**Saved entries:**
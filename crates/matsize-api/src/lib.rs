//! matsize-api — HTTP API for size predictions.
//!
//! # API Routes
//!
//! | Method | Path | Description |
//! |---|---|---|
//! | POST | `/api/predict` | Predict a size distribution from `pct_min` / `cum_min` |
//! | GET | `/api/health` | Liveness plus model artifact presence |
//! | OPTIONS | both | CORS preflight |
//!
//! Any other verb on a known path answers 405 with the JSON error envelope.

pub mod handlers;

pub use handlers::PredictResponse;

use std::sync::Arc;

use axum::http::HeaderValue;
use axum::routing::{get, post};
use axum::Router;

use matsize_core::config::{CorsConfig, ModelsConfig};
use matsize_core::MatsizeConfig;
use matsize_predict::{PredictionService, Predictor, RemotePredictor};

/// Shared state for API handlers.
pub struct ApiState<P = RemotePredictor> {
    pub service: Arc<PredictionService<P>>,
    pub models: Arc<ModelsConfig>,
    pub environment: Arc<str>,
    pub cors: Arc<CorsHeaders>,
}

impl<P> Clone for ApiState<P> {
    fn clone(&self) -> Self {
        Self {
            service: self.service.clone(),
            models: self.models.clone(),
            environment: self.environment.clone(),
            cors: self.cors.clone(),
        }
    }
}

impl<P: Predictor> ApiState<P> {
    pub fn new(service: PredictionService<P>, config: &MatsizeConfig) -> Self {
        Self {
            service: Arc::new(service),
            models: Arc::new(config.models.clone()),
            environment: Arc::from(config.server.environment.as_str()),
            cors: Arc::new(CorsHeaders::from_config(&config.cors)),
        }
    }
}

/// Pre-rendered CORS header values.
#[derive(Debug, Clone)]
pub struct CorsHeaders {
    pub allow_origin: HeaderValue,
    pub allow_headers: HeaderValue,
}

impl CorsHeaders {
    /// Values that are not valid header text fall back to the permissive defaults.
    pub fn from_config(config: &CorsConfig) -> Self {
        let allow_origin =
            HeaderValue::from_str(&config.allowed_origin).unwrap_or(HeaderValue::from_static("*"));
        let allow_headers = HeaderValue::from_str(&config.allowed_headers.join(", "))
            .unwrap_or(HeaderValue::from_static("Content-Type"));
        Self {
            allow_origin,
            allow_headers,
        }
    }
}

/// Build the API router.
pub fn build_router<P: Predictor>(state: ApiState<P>) -> Router {
    Router::new()
        .route(
            "/api/predict",
            post(handlers::predict::<P>)
                .options(handlers::predict_preflight::<P>)
                .fallback(handlers::method_not_allowed::<P>),
        )
        .route(
            "/api/health",
            get(handlers::health::<P>)
                .options(handlers::health_preflight::<P>)
                .fallback(handlers::method_not_allowed::<P>),
        )
        .with_state(state)
}
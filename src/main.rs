use anyhow::Result;
use clap::Parser;
use tracing_subscriber::EnvFilter;

mod cli;
mod commands;

use cli::{Cli, Commands};
use commands::ListArgs;

fn main() -> Result<()> {
    let cli = Cli::parse();
    init_tracing(cli.verbose, cli.quiet);

    match cli.command {
        Commands::List {
            path,
            python,
            format,
            output,
            from,
            no_normalize,
            no_license_files,
            no_notice_files,
        } => commands::handle_list(ListArgs {
            path,
            python,
            format,
            output,
            from,
            no_normalize,
            no_license_files,
            no_notice_files,
            quiet: cli.quiet,
            verbose: cli.verbose,
        }),
        Commands::Init => commands::handle_init(cli.quiet),
        Commands::Config { show, validate } => commands::handle_config(show, validate, cli.quiet),
    }
}

/// Log to stderr. `RUST_LOG` wins over the command line flags.
fn init_tracing(verbose: bool, quiet: bool) {
    let level = if quiet {
        "error"
    } else if verbose {
        "debug"
    } else {
        "warn"
    };

    let filter = EnvFilter::try_from_default_env()
        .unwrap_or_else(|_| EnvFilter::new(format!("py_license_inventory={level}")));
    tracing_subscriber::fmt()
        .with_env_filter(filter)
        .with_writer(std::io::stderr)
        .with_target(false)
        .with_level(true)
        .init();
}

**EXERCISE:**
The full set of entries should be transcribed exactly.

**SOLVED EXERCISE:**
filename crates/matsize-api/src/lib.rs
//! matsize-api — HTTP API for size predictions.
//!
//! # API Routes
//!
//! | Method | Path | Description |
//! |---|---|---|
//! | POST | `/api/predict` | Predict a size distribution from `pct_min` / `cum_min` |
//! | GET | `/api/health` | Liveness plus model artifact presence |
//! | OPTIONS | both | CORS preflight |
//!
//! Any other verb on a known path answers 405 with the JSON error envelope.

pub mod handlers;

pub use handlers::PredictResponse;

use std::sync::Arc;

use axum::http::HeaderValue;
use axum::routing::{get, post};
use axum::Router;

use matsize_core::config::{CorsConfig, ModelsConfig};
use matsize_core::MatsizeConfig;
use matsize_predict::{PredictionService, Predictor, RemotePredictor};

/// Shared state for API handlers.
pub struct ApiState<P = RemotePredictor> {
    pub service: Arc<PredictionService<P>>,
    pub models: Arc<ModelsConfig>,
    pub environment: Arc<str>,
    pub cors: Arc<CorsHeaders>,
}

impl<P> Clone for ApiState<P> {
    fn clone(&self) -> Self {
        Self {
            service: self.service.clone(),
            models: self.models.clone(),
            environment: self.environment.clone(),
            cors: self.cors.clone(),
        }
    }
}

impl<P: Predictor> ApiState<P> {
    pub fn new(service: PredictionService<P>, config: &MatsizeConfig) -> Self {
        Self {
            service: Arc::new(service),
            models: Arc::new(config.models.clone()),
            environment: Arc::from(config.server.environment.as_str()),
            cors: Arc::new(CorsHeaders::from_config(&config.cors)),
        }
    }
}

/// Pre-rendered CORS header values.
#[derive(Debug, Clone)]
pub struct CorsHeaders {
    pub allow_origin: HeaderValue,
    pub allow_headers: HeaderValue,
}

impl CorsHeaders {
    /// Values that are not valid header text fall back to the permissive defaults.
    pub fn from_config(config: &CorsConfig) -> Self {
        let allow_origin =
            HeaderValue::from_str(&config.allowed_origin).unwrap_or(HeaderValue::from_static("*"));
        let allow_headers = HeaderValue::from_str(&config.allowed_headers.join(", "))
            .unwrap_or(HeaderValue::from_static("Content-Type"));
        Self {
            allow_origin,
            allow_headers,
        }
    }
}

/// Build the API router.
pub fn build_router<P: Predictor>(state: ApiState<P>) -> Router {
    Router::new()
        .route(
            "/api/predict",
            post(handlers::predict::<P>)
                .options(handlers::predict_preflight::<P>)
                .fallback(handlers::method_not_allowed::<P>),
        )
        .route(
            "/api/health",
            get(handlers::health::<P>)
                .options(handlers::health_preflight::<P>)
                .fallback(handlers::method_not_allowed::<P>),
        )
        .with_state(state)
}
filename src/main.rs
use anyhow::Result;
use clap::Parser;
use tracing_subscriber::EnvFilter;

mod cli;
mod commands;

use cli::{Cli, Commands};
use commands::ListArgs;

fn main() -> Result<()> {
    let cli = Cli::parse();
    init_tracing(cli.verbose, cli.quiet);

    match cli.command {
        Commands::List {
            path,
            python,
            format,
            output,
            from,
            no_normalize,
            no_license_files,
            no_notice_files,
        } => commands::handle_list(ListArgs {
            path,
            python,
            format,
            output,
            from,
            no_normalize,
            no_license_files,
            no_notice_files,
            quiet: cli.quiet,
            verbose: cli.verbose,
        }),
        Commands::Init => commands::handle_init(cli.quiet),
        Commands::Config { show, validate } => commands::handle_config(show, validate, cli.quiet),
    }
}

/// Log to stderr. `RUST_LOG` wins over the command line flags.
fn init_tracing(verbose: bool, quiet: bool) {
    let level = if quiet {
        "error"
    } else if verbose {
        "debug"
    } else {
        "warn"
    };

    let filter = EnvFilter::try_from_default_env()
        .unwrap_or_else(|_| EnvFilter::new(format!("py_license_inventory={level}")));
    tracing_subscriber::fmt()
        .with_env_filter(filter)
        .with_writer(std::io::stderr)
        .with_target(false)
        .with_level(true)
        .init();
}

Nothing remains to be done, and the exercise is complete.